Next: We don’t see it happening because it’s a slow-motion train wreck.
THREAT NO. 5
That We Don’t See It Happening Because It’s a Slow-Motion Train Wreck
Last but not least, we can circle back to the Dow Jones Industrial Average making new highs in October—14,087.55 on October 1—offering hope that our equity portfolios will carry us through to the other side of whatever it is we’re on the wrong side of. Before addressing the fact that the equity market might just be clueless, there’s one last dollar-related point to make. The true value of a stock portfolio isn’t really its quoted worth in dollars—it’s what you could buy with that portfolio if you were to sell it.
Given that we as Americans don’t manufacture that much anymore (we’re a service economy!), we are largely talking about foreign-made goods, such as flat-screens from Korea or cars from Germany. Over time, if the dollar continues to slump, foreign manufacturers will raise prices to compensate for what they’re losing in the exchange rate. In that light, a Dow at 14,000 with the euro at $1.42 is really no different from a Dow at 13,000 with the euro at $1.33. (One reason the price of oil has risen so high is that it is quoted in dollars, and the sellers thereof have had to continually jack up the per-barrel price to maintain their own purchasing power at home and elsewhere.)
Still, a rising Dow is better than a falling Dow, and the bulls are piling into every rally. Which still doesn’t impress Jeremy Grantham, chairman of Boston-based money manager GMO, in the least. “The equity market is always slow to pick up on someone else’s crisis,” he says, referring to the turmoil in both the housing and fixed-income markets. “And so you’ve got a slow-motion train wreck that has to work itself through the system.”
How will it work itself through? Grantham points to the recent strength in profit margins, fueled by—you guessed it!—our plummeting savings rate, and says there’s nowhere to go but down. “If you start with an overpriced market and bring profit margins down, that’s more than enough to bring stock prices down,” he says. “It is the most certain mean-reversion in all of finance.” Grantham calculates that the U.S. stock market will have to fall by a full third before it gets to its “fair value.” At which point we will likely be in full-blown recession. And when that happens, Schiff says, we will see a country in downsizing mode, “selling the consumer goods we’ve been buying back to the Chinese. It will be one big, giant repossession.”
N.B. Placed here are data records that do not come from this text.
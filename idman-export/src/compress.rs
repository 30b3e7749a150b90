//! Optional zstd compression with magic-number detection on import.

use idman_core::errors::{IdmanResult, StorageError};

/// Leading bytes of every zstd frame.
const ZSTD_MAGIC: [u8; 4] = [0x28, 0xB5, 0x2F, 0xFD];

const LEVEL: i32 = 3;

/// Whether a payload looks like a zstd frame.
pub fn is_compressed(data: &[u8]) -> bool {
    data.len() >= 4 && data[..4] == ZSTD_MAGIC
}

pub fn compress(data: &[u8]) -> IdmanResult<Vec<u8>> {
    zstd::encode_all(data, LEVEL).map_err(|e| {
        StorageError::Serialization {
            reason: format!("zstd compression failed: {e}"),
        }
        .into()
    })
}

pub fn decompress(data: &[u8]) -> IdmanResult<Vec<u8>> {
    zstd::decode_all(data).map_err(|e| {
        StorageError::Serialization {
            reason: format!("zstd decompression failed: {e}"),
        }
        .into()
    })
}

/// Decompress when the payload carries the zstd magic, else pass it
/// through unchanged.
pub fn decompress_if_needed(data: Vec<u8>) -> IdmanResult<Vec<u8>> {
    if is_compressed(&data) {
        decompress(&data)
    } else {
        Ok(data)
    }
}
So assuming all this is true, that Schiff and his fellow doomsayers are right about the rotten core of the U.S. economy, how will this affect New York City? We’ve grown accustomed to the idea of our local economy, particularly the real-estate market, being inherently stronger than the nation’s and possibly immune to whatever woes strike the rest of America. Wall Street, after all, makes money on downs as well as ups, and the stampede of foreigners and foreign cash could, if anything, be aided by the weak dollar.
Last week, though, the argument against New York invincibility was implicitly made when Merrill Lynch announced a larger-than-expected write-down of $7.9 billion dollars in its third quarter alone, primarily due to losses in the credit markets. Numbers as large as that can paradoxically seem trivial due to the abstract nature of accounting—a “write-down” involves no movement of real-life cash, just a readjustment of some theoretical values—but here’s something nontrivial to consider: Merrill Lynch is one of the largest employers in New York City. While so far only a few Merrill bigwigs have been shown the door, it’s almost certain that a chunk of the company’s rank and file will soon follow. All told, New York–based financial companies had already announced more than 42,000 layoffs as of October, according to one study, and the pace could pick up through the end of the year. That’s people who won’t be bidding up new apartments, who won’t be going out to dinner five times a week, who won’t be testing the outer limits of their credit cards at Barneys. The downstream effects of this could be even more severe, as every Wall Street job is estimated to account for another 1.3 to 2 jobs, meaning that additional job losses could push 100,000.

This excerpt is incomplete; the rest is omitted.